Кости холмов. Империя серебра — страница 60 из 169

Все глаза в зале повернулись в этот миг к шестнадцатилетнему воину. За время, проведенное в землях мусульман, он по росту почти догнал отца. Теперь он вовсе не походил на того хрупкого мальчика, который вернулся вместе с Хачиуном из Китая, но младший сын хана казался еще совсем юным и был потрясен словами отца. Глаза Угэдэя, такие же светлые, как у Чингиса, широко раскрылись от удивления. Юноша не мог сдвинуться с места, и Бортэ пришлось подтолкнуть его, чтобы он вышел вперед сквозь расступившуюся толпу. Лишь его мать и Чахэ знали, что так и будет. Все предшествующие дни обе женщины советовали Чингису объявить наследником Угэдэя, и впервые в жизни муж прислушался к ним. Глаза обеих женщин теперь наполнились слезами гордости.

Чингис не обращал внимания на пылающие взоры Джучи и Чагатая, когда развернул своего потрясенного новостью третьего сына лицом к старшим братьям.

– Человек, ведущий народ, не имеет права быть слабым, – сказал Чингис. – Он не должен принимать спешных решений или уступать злобе.

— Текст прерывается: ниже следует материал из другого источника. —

//! The extraction orchestrator.

use lazy_static::lazy_static;
use tracing::{debug, info};

use crate::layout::{billing_panel, row_texts, shipping_panel};
use crate::models::block::Block;
use crate::models::config::EngineConfig;
use crate::models::record::{ExtractionRecord, SOURCE_RULE};
use crate::Result;

use super::rules::patterns::{ANCH_PROFORMA, ANCH_PROFORMA_INLINE};
use super::rules::{
    billing_name, cleanup_amount, find_date, find_order_number_from_rows, find_order_number_text,
    find_order_reference, find_total_amount, find_units, same_row_right_value, shipping_fields,
    PatternSet,
};

/// Identifier extractors report this on success; a miss is 0.0.
const CONF_IDENTIFIER: f32 = 0.9;
/// Divisor of the aggregate confidence sum.
const CONF_FIELDS: f32 = 6.0;

lazy_static! {
    static ref DEFAULT_ENGINE: Engine =
        Engine::with_config(EngineConfig::default()).expect("default pattern tables compile");
}

/// The rule-based extraction engine.
///
/// Holds the compiled pattern tables; one instance serves any number of
/// documents. Extraction is a pure function of the input block set:
/// deterministic, side-effect free, and safe to call from any thread.
pub struct Engine {
    config: EngineConfig,
    patterns: PatternSet,
}

impl Engine {
    /// Engine over the built-in pattern tables.
    pub fn new() -> Self {
        Self {
            config: EngineConfig::default(),
            patterns: PatternSet::compile(&EngineConfig::default())
                .expect("default pattern tables compile"),
        }
    }

    /// Engine over caller-supplied tables (custom locales, reduced
    /// test sets).
    pub fn with_config(config: EngineConfig) -> Result<Self> {
        let patterns = PatternSet::compile(&config)?;
        Ok(Self { config, patterns })
    }

    /// The configuration this engine was built from.
    pub fn config(&self) -> &EngineConfig {
        &self.config
    }

    /// Extract all fields from one document's blocks.
    ///
    /// Total: any heuristic that does not match contributes an empty
    /// value and a zero confidence, never an error. An empty block set
    /// yields [`ExtractionRecord::empty`].
    pub fn extract(&self, blocks: &[Block]) -> ExtractionRecord {
        if blocks.is_empty() {
            return ExtractionRecord::empty();
        }

        info!("extracting fields from {} blocks", blocks.len());
        let text_all = blocks
            .iter()
            .map(|b| b.text.as_str())
            .collect::<Vec<_>>()
            .join("\n");

        let proforma = same_row_right_value(
            &ANCH_PROFORMA,
            &ANCH_PROFORMA_INLINE,
            blocks,
            self.config.max_right_dx,
        )
        .unwrap_or_default();
        let c_proforma = if proforma.is_empty() { 0.0 } else { CONF_IDENTIFIER };
        debug!(proforma = %proforma, "proforma number");

        let order = find_order_number_from_rows(blocks, self.config.row_overlap)
            .or_else(|| find_order_number_text(blocks))
            .unwrap_or_default();
        let c_order = if order.is_empty() { 0.0 } else { CONF_IDENTIFIER };
        debug!(order = %order, "order number");

        let reference = find_order_reference(&text_all).unwrap_or_default();
        let c_reference = if reference.is_empty() { 0.0 } else { CONF_IDENTIFIER };
        debug!(reference = %reference, "order reference");

        let (amount_raw, currency, c_amount) = find_total_amount(blocks);
        let amount = cleanup_amount(&amount_raw);
        debug!(raw = %amount_raw, cleaned = %amount, %currency, "total amount");

        let shipping_rows = row_texts(
            &shipping_panel(blocks, &self.patterns.header),
            self.config.row_overlap,
        );
        let shipping = shipping_fields(&shipping_rows, &self.patterns);
        debug!(country = %shipping.country, phone = %shipping.phone, "shipping fields");

        let billing_rows = row_texts(
            &billing_panel(blocks, &self.patterns.header, &self.patterns.observations),
            self.config.row_overlap,
        );
        let customer = billing_name(&billing_rows, &self.patterns);
        debug!(customer = %customer, "billing name");

        let (date, c_date) = find_date(blocks, &text_all);
        debug!(date = %date, "invoice date");

        let units = find_units(blocks, &self.patterns);
        debug!(units = %units, "units");

        let confidence = round2((c_proforma + c_order + c_reference + c_amount + c_date) / CONF_FIELDS);

        ExtractionRecord {
            order_number: order,
            proforma_number: proforma,
            order_reference: reference,
            customer_name: customer,
            amount,
            currency,
            date,
            units,
            shipping_country: shipping.country,
            shipping_phone: shipping.phone,
            shipping_email: shipping.email,
            confidence,
            source: SOURCE_RULE.to_string(),
        }
    }
}

impl Default for Engine {
    fn default() -> Self {
        Self::new()
    }
}

/// Extract fields with the built-in pattern tables.
pub fn extract_fields(blocks: &[Block]) -> ExtractionRecord {
    DEFAULT_ENGINE.extract(blocks)
}

fn round2(value: f32) -> f32 {
    (value * 100.0).round() / 100.0
}

#[cfg(test)]
mod tests {
    use super::*;
    use pretty_assertions::assert_eq;

    fn block(text: &str, bbox: [f64; 4]) -> Block {
        Block::new(text, bbox)
    }

    /// A minimal but complete Spanish proforma layout.
    fn sample_blocks() -> Vec<Block> {
        vec![
            block("FACTURA PROFORMA", [40.0, 30.0, 160.0, 44.0]),
            block("118650", [520.0, 31.0, 570.0, 45.0]),
            block("DIRECCIÓN ENVÍO MERCANCÍA", [320.0, 80.0, 520.0, 94.0]),
            block("PROFORMA Nº 118650", [40.0, 80.0, 200.0, 94.0]),
            block("Nº PEDIDO", [40.0, 100.0, 110.0, 114.0]),
            block("284128", [130.0, 101.0, 180.0, 115.0]),
            block("LOGISTICA SUD SRL", [322.0, 100.0, 470.0, 114.0]),
            block("FECHA PEDIDO 15/03/2024", [40.0, 120.0, 220.0, 134.0]),
            block("TEL +39 02 1234 5678", [322.0, 120.0, 470.0, 134.0]),
            block("ACME CORP", [40.0, 140.0, 150.0, 154.0]),
            block("ITALY", [322.0, 140.0, 380.0, 154.0]),
            block("Ref. 2024/00321", [40.0, 190.0, 160.0, 204.0]),
            block("OBSERVACIONES", [40.0, 220.0, 160.0, 234.0]),
            block("TOTAL 120 UND", [40.0, 380.0, 160.0, 394.0]),
            block("TOTAL", [40.0, 400.0, 90.0, 414.0]),
            block("1.440,00 EUR", [420.0, 401.0, 510.0, 415.0]),
        ]
    }

    #[test]
    fn test_empty_input() {
        let record = extract_fields(&[]);
        assert!(record.is_empty());
        assert_eq!(record.confidence, 0.0);
    }

    #[test]
    fn test_full_document() {
        let record = extract_fields(&sample_blocks());
        assert_eq!(record.proforma_number, "118650");
        assert_eq!(record.order_number, "284128");
        assert_eq!(record.order_reference, "2024/00321");
        assert_eq!(record.customer_name, "ACME CORP");
        assert_eq!(record.amount, "1440.00");
        assert_eq!(record.currency, "EUR");
        assert_eq!(record.date, "2024-03-15");
        assert_eq!(record.units, "120");
        assert_eq!(record.shipping_country, "ITALIA");
        assert_eq!(record.shipping_phone, "+390212345678");
        assert_eq!(record.source, SOURCE_RULE);
        // Five contributions of 0.9, 0.9, 0.9, 0.92, 0.9 over six slots.
        assert_eq!(record.confidence, 0.75);
    }

    #[test]
    fn test_determinism() {
        let blocks = sample_blocks();
        let first = extract_fields(&blocks);
        let second = extract_fields(&blocks);
        assert_eq!(first, second);
    }

    #[test]
    fn test_reduced_pattern_set() {
        let mut config = EngineConfig::default();
        config.shipping_headers.clear();
        let engine = Engine::with_config(config).unwrap();
        let record = engine.extract(&sample_blocks());
        // Without a header table no panels exist, so panel-derived
        // fields come back empty while the rest still extract.
        assert_eq!(record.customer_name, "");
        assert_eq!(record.shipping_country, "");
        assert_eq!(record.proforma_number, "118650");
    }

    #[test]
    fn test_country_last_match_wins() {
        let mut blocks = vec![block("origen FRANCE", [322.0, 60.0, 420.0, 74.0])];
        blocks.extend(sample_blocks());
        let record = extract_fields(&blocks);
        assert_eq!(record.shipping_country, "ITALIA");
    }
}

Сначала он должен все обдумать. Но как только он начинает движение, оно должно быть стремительным, как прыжок волка, и беспощадным. От него зависят жизни многих людей, и одно неверное решение может погубить все, что создано моими братьями и мною. – Сжимая крепкие кулаки и делая глубокий вдох, Чингис показал всю ярость, клокотавшую в нем. – Я хан моря травы и серебряного народа. Я выбрал наследника. Это мое право. И пусть Отец-небо и Мать-земля покарают любого, кто встанет на пути.

В толпе нервно задвигались головы, и Хачиун вышел вперед, встав перед Чингисом и Угэдэем. Взявшись за рукоять меча, Чингис ждал, что произойдет дальше, но Хачиун просто улыбнулся. Видя волнение Угэдэя, Хачиун подмигнул ему, затем опустился на колено:

– Я с готовностью приношу клятву тебе, Угэдэй, – сыну моего брата и его наследнику. Пусть долгие годы отделят нас от того дня, когда ты унаследуешь своему отцу, но до тех пор я клянусь чтить его выбор. И когда наступит тот день, я дам тебе клятву следовать за тобой с моими юртами, конями, солью и кровью.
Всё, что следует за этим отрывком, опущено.